Además, tampoco en este caso se han acreditado los términos en los que tendría lugar la supuesta representación o, al menos, las instrucciones dadas por el representado, por lo que la objeción ha de ser igualmente rechazada.
Se queja también el actor sobre la consideración en la determinación de la sanción impuesta del tiempo de su permanencia en el cargo de administrador, y de su pertenencia a la Comisión de Riesgos de la entidad, de la que ostentó su presidencia desde 2015, rechazando asimismo la no consideración a tales efectos de otros factores, como la no incidencia de la conducta sancionada sobre el sistema financiero o la ausencia de ganancias, y destacando la desproporción del castigo respecto de los asignados en otros supuestos o a otras personas.
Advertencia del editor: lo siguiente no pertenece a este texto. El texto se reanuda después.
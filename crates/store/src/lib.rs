//! Persistent local secret store for credmount
//!
//! Secrets live as one JSON file per name under a store root. How the root
//! is detected and created depends on the platform: a tmpfs mount on Linux,
//! a hidden directory in the user's home elsewhere.

pub mod backend;
pub mod hidden_dir;
pub mod store;
#[cfg(any(test, feature = "testing"))]
pub mod testing;
#[cfg(unix)]
pub mod tmpfs;

pub use backend::{platform_backend, MountBackend, ProvisionResult};
pub use hidden_dir::HiddenDirectory;
pub use store::LocalStore;
#[cfg(unix)]
pub use tmpfs::TmpfsMount;
//! Configuration management for credmount
//!
//! `Settings` holds the recognized options, `SharedConfig` is the mutable
//! handle passed to every tier, and `ConfigLoader` assembles startup values.

pub mod loader;
pub mod settings;
pub mod shared;

pub use loader::*;
pub use settings::*;
pub use shared::*;
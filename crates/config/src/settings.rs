//! Process-wide settings read by every tier on each operation

use credmount_core::{Error, Result};
use serde::{Deserialize, Serialize};
use serde_json::Value;
use std::collections::BTreeMap;
use std::fmt;
use std::path::PathBuf;
use std::str::FromStr;

/// Option key for the local-store root directory
pub const OPT_STORE_ROOT: &str = "store_root";
/// Option key for the log verbosity
pub const OPT_LOG_LEVEL: &str = "log_level";
/// Option key for vault TLS verification
pub const OPT_VERIFY_TLS: &str = "verify_tls";
/// Option key for the vault client configuration directory
pub const OPT_VAULT_DIR: &str = "vault_dir";
/// Option key for the tmpfs provisioning program
pub const OPT_MOUNT_SCRIPT: &str = "mount_script";
/// Option key for the command-backed vault client
pub const OPT_VAULT_COMMAND: &str = "vault_command";

/// Log verbosity
#[derive(Debug, Clone, Copy, Default, PartialEq, Eq, PartialOrd, Ord, Serialize, Deserialize)]
#[serde(rename_all = "lowercase")]
pub enum LogLevel {
    Trace,
    Debug,
    #[default]
    Info,
    Warn,
    Error,
}

impl LogLevel {
    /// Filter directive understood by `tracing_subscriber::EnvFilter`
    pub const fn as_str(&self) -> &'static str {
        match self {
            Self::Trace => "trace",
            Self::Debug => "debug",
            Self::Info => "info",
            Self::Warn => "warn",
            Self::Error => "error",
        }
    }
}

impl FromStr for LogLevel {
    type Err = Error;

    fn from_str(s: &str) -> Result<Self> {
        match s.trim().to_lowercase().as_str() {
            "trace" => Ok(Self::Trace),
            "debug" => Ok(Self::Debug),
            "info" => Ok(Self::Info),
            "warn" | "warning" => Ok(Self::Warn),
            "error" | "critical" => Ok(Self::Error),
            other => Err(Error::configuration(format!("unknown log level '{other}'"))),
        }
    }
}

impl fmt::Display for LogLevel {
    fn fmt(&self, f: &mut fmt::Formatter<'_>) -> fmt::Result {
        f.write_str(self.as_str())
    }
}

/// Recognized settings plus any unknown options kept verbatim
#[derive(Debug, Clone, PartialEq, Serialize, Deserialize)]
#[serde(default)]
pub struct Settings {
    /// Local-store root; `None` uses the platform backend's default
    pub store_root: Option<PathBuf>,

    /// Verbosity applied to log output
    pub log_level: LogLevel,

    /// Whether the vault client verifies TLS certificates
    pub verify_tls: bool,

    /// Directory holding the vault client's own configuration
    pub vault_dir: PathBuf,

    /// Program run to provision the tmpfs store
    pub mount_script: String,

    /// Program and leading arguments of the command-backed vault client
    pub vault_command: Vec<String>,

    /// Unknown options, stored for forward compatibility
    #[serde(flatten)]
    pub extra: BTreeMap<String, Value>,
}

impl Default for Settings {
    fn default() -> Self {
        Self {
            store_root: None,
            log_level: LogLevel::default(),
            verify_tls: true,
            vault_dir: std::env::current_dir().unwrap_or_else(|_| PathBuf::from(".")),
            mount_script: credmount_core::TMPFS_MOUNT_SCRIPT.to_string(),
            vault_command: Vec::new(),
            extra: BTreeMap::new(),
        }
    }
}

impl Settings {
    /// Set a single option by key.
    ///
    /// Recognized keys are type-checked; anything else lands in `extra`.
    pub fn set(&mut self, key: &str, value: Value) -> Result<()> {
        match key {
            OPT_STORE_ROOT => {
                self.store_root = match value {
                    Value::Null => None,
                    other => Some(expand_path(key, &expect_string(key, other)?)),
                };
            }
            OPT_LOG_LEVEL => {
                self.log_level = expect_string(key, value)?.parse()?;
            }
            OPT_VERIFY_TLS => {
                self.verify_tls = expect_bool(key, value)?;
            }
            OPT_VAULT_DIR => {
                self.vault_dir = expand_path(key, &expect_string(key, value)?);
            }
            OPT_MOUNT_SCRIPT => {
                self.mount_script = expect_string(key, value)?;
            }
            OPT_VAULT_COMMAND => {
                self.vault_command = match value {
                    Value::String(s) => shell_words::split(&s).map_err(|e| {
                        Error::configuration(format!("option '{key}' is not a valid command line: {e}"))
                    })?,
                    Value::Array(items) => items
                        .into_iter()
                        .map(|item| expect_string(key, item))
                        .collect::<Result<_>>()?,
                    other => {
                        return Err(Error::configuration(format!(
                            "option '{key}' expects a string or a list of strings, got {other}"
                        )))
                    }
                };
            }
            _ => {
                tracing::debug!(option = %key, "storing unrecognized configuration option");
                self.extra.insert(key.to_string(), value);
            }
        }
        Ok(())
    }

    /// Set an option from its textual form, as given on a command line.
    ///
    /// The text is read as JSON when it parses, otherwise as a plain string.
    pub fn set_str(&mut self, key: &str, raw: &str) -> Result<()> {
        let value = serde_json::from_str(raw).unwrap_or_else(|_| Value::String(raw.to_string()));
        self.set(key, value)
    }

    /// Look up an unrecognized option
    pub fn extra(&self, key: &str) -> Option<&Value> {
        self.extra.get(key)
    }
}

fn expect_string(key: &str, value: Value) -> Result<String> {
    match value {
        Value::String(s) => Ok(s),
        other => Err(Error::configuration(format!(
            "option '{key}' expects a string, got {other}"
        ))),
    }
}

fn expect_bool(key: &str, value: Value) -> Result<bool> {
    match value {
        Value::Bool(b) => Ok(b),
        Value::String(s) => match s.to_lowercase().as_str() {
            "true" | "1" | "yes" => Ok(true),
            "false" | "0" | "no" => Ok(false),
            _ => Err(Error::configuration(format!(
                "option '{key}' expects a boolean, got '{s}'"
            ))),
        },
        other => Err(Error::configuration(format!(
            "option '{key}' expects a boolean, got {other}"
        ))),
    }
}

fn expand_path(key: &str, raw: &str) -> PathBuf {
    let expanded = shellexpand::tilde(raw);
    tracing::trace!(option = %key, path = %expanded, "expanded configured path");
    PathBuf::from(expanded.as_ref())
}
Con todo, como señala la resolución recurrida, la sanción impuesta al actor, de multa de 47.500 euros, representa el 19 por ciento del límite legal máximo previsto, de 250.000 euros ( artículo 13.1.c) de la Ley 26/1988), sin que tampoco pueda observarse irregularidad alguna en la consideración de aquel tiempo de permanencia del actor en el cargo de consejero de la entidad, que, naturalmente, incidió sobre la entidad de la infracción cometida, consistente, como se ha visto, en la presentación de deficiencias una vez transcurrido el plazo concedido para su subsanación, y que, según la ley debe ser considerada en la fijación del castigo [ artículo 14.1.a) de la Ley 26/1988]. Lo mismo se observa respecto de la atención a tales efectos a la pertenencia de aquel a la Comisión de Riesgos de la entidad, que, como es evidente, a pesar de lo alegado, cualifica su participación en los hechos sancionados por la mayor información que podían tener sobre ellos (así se explica en la página 116 de la resolución impugnada originariamente) y, por tanto el grado de su responsabilidad en la comisión de los hechos castigados, también de susceptible consideración a estos efectos [ artículo 14.2.a) de la Ley 26/1988).
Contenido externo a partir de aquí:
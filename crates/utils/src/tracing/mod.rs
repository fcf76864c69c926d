use tracing_subscriber::{
    fmt, layer::SubscriberExt, reload, util::SubscriberInitExt, EnvFilter, Registry,
};

// Re-export tracing macros for convenience
pub use tracing::{debug, error, info, instrument, span, trace, warn, Level, Span};

type BoxError = Box<dyn std::error::Error + Send + Sync + 'static>;

/// Handle that swaps the active log filter at runtime
#[derive(Clone)]
pub struct LogHandle {
    handle: reload::Handle<EnvFilter, Registry>,
}

impl LogHandle {
    /// Replace the active filter; the next log event sees the new level
    pub fn set_directive(&self, directive: &str) -> Result<(), BoxError> {
        let filter = EnvFilter::try_new(directive)?;
        self.handle.reload(filter)?;
        Ok(())
    }
}

/// Initialize the tracing system
///
/// `RUST_LOG` wins over `directive` when set. Output goes to stderr in the
/// compact `LEVEL message` form so it never mixes with resolved values written
/// to stdout.
pub fn init(directive: &str) -> Result<LogHandle, BoxError> {
    let filter = EnvFilter::try_from_default_env().or_else(|_| EnvFilter::try_new(directive))?;
    let (filter_layer, handle) = reload::Layer::new(filter);

    let fmt_layer = fmt::layer()
        .with_writer(std::io::stderr)
        .with_ansi(is_tty())
        .compact()
        .without_time()
        .with_target(false)
        .with_thread_ids(false)
        .with_level(true);

    tracing_subscriber::registry()
        .with(filter_layer)
        .with(fmt_layer)
        .try_init()?;

    Ok(LogHandle { handle })
}

/// Check if we're running in a TTY environment
fn is_tty() -> bool {
    std::io::IsTerminal::is_terminal(&std::io::stderr())
}
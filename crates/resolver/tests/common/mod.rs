#![allow(dead_code)]

use credmount_config::SharedConfig;
use credmount_resolver::{SecretName, SecretRecord, SecretResolver};
use credmount_store::testing::ScriptedBackend;
use credmount_store::LocalStore;
use credmount_vault::MemoryVault;
use std::path::PathBuf;
use tempfile::TempDir;

/// A resolver over an in-memory vault and a scripted local store
pub struct Harness {
    pub dir: TempDir,
    pub vault: MemoryVault,
    pub backend: ScriptedBackend,
    pub resolver: SecretResolver,
}

impl Harness {
    /// Local store present, with or without access
    pub fn with_store(access: bool) -> Self {
        let dir = TempDir::new().unwrap();
        let backend = ScriptedBackend::present(dir.path().join("store"), access).unwrap();
        Self::build(dir, backend)
    }

    /// Local store absent; provisioning creates it unless scripted otherwise
    pub fn without_store() -> Self {
        let dir = TempDir::new().unwrap();
        let backend = ScriptedBackend::absent(dir.path().join("store"));
        Self::build(dir, backend)
    }

    fn build(dir: TempDir, backend: ScriptedBackend) -> Self {
        let vault = MemoryVault::new();
        let config = SharedConfig::default();
        let store = LocalStore::new(Box::new(backend.clone()), config.clone());
        let resolver = SecretResolver::new(Box::new(vault.clone()), store, config).unwrap();
        Self {
            dir,
            vault,
            backend,
            resolver,
        }
    }

    pub fn store_path(&self, name: &str) -> PathBuf {
        self.resolver.store().secret_path(&SecretName::new(name))
    }

    /// Place a record in the local store directly
    pub fn seed_store(&self, name: &str, pairs: &[(&str, &str)]) {
        self.resolver
            .store()
            .write(&SecretName::new(name), &record(pairs))
            .unwrap();
    }

    pub fn stored(&self, name: &str) -> Option<SecretRecord> {
        self.resolver.store().read(&SecretName::new(name)).unwrap()
    }

    pub fn cached(&self, name: &str) -> Option<SecretRecord> {
        self.resolver.cache().get(&SecretName::new(name))
    }
}

pub fn record(pairs: &[(&str, &str)]) -> SecretRecord {
    pairs.iter().copied().collect()
}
Tampoco puede prosperar la queja del recurrente sobre la no consideración en la determinación de la sanción de circunstancias tales como la ausencia de beneficios, de perjuicios a terceros o de insuficiencia de recursos propios, alegación que además de no haberse opuesto a la propuesta de resolución (según puede verse en la página 229 de la resolución sancionadora), tampoco se explica en qué medida habría de afectar a la cuantía impuesta efectivamente, que, como se ha dicho, se estableció en un nivel muy inferior al máximo permitido, por debajo incluso del establecido para las sanciones leves.
El mismo rechazo merece el reproche del recurrente sobre el tratamiento injustificado más beneficioso ofrecido en otros casos, que a pesar del intento realizado en la demanda, no puede observarse con la simple indicación de la concurrencia en tales supuestos de las concretas circunstancias mencionadas por el recurrente, sin referencia al conjunto completo de todas y cada una de ellas ni a su cotejo con las consideradas respecto de él mismo, lo que impide apreciar en el caso el injusto trato discriminatorio que se denuncia en la demanda.
Por lo demás, no obstante lo igualmente alegado por el actor, la resolución sancionadora se encuentra más que suficientemente motivada respecto de las razones que llevaron a la fijación de aquella cuantía para la multa impuesta al recurrente (según puede verse, por ejemplo en la página 230 de dicha resolución).
Como puede verse, ninguna de las razones en que se basa merece favorable acogida, por lo que el recurso debe ser íntegramente desestimado, y ello de acuerdo con lo establecido al respecto por la Ley Jurisdiccional (artículo 139), con la obligada condena del actor al pago de las costas causadas en esta instancia.
VISTOS los preceptos legales citados y demás de general y pertinente aplicación,
Fallo
Así por esta nuestra sentencia, lo pronunciamos, mandamos y firmamos.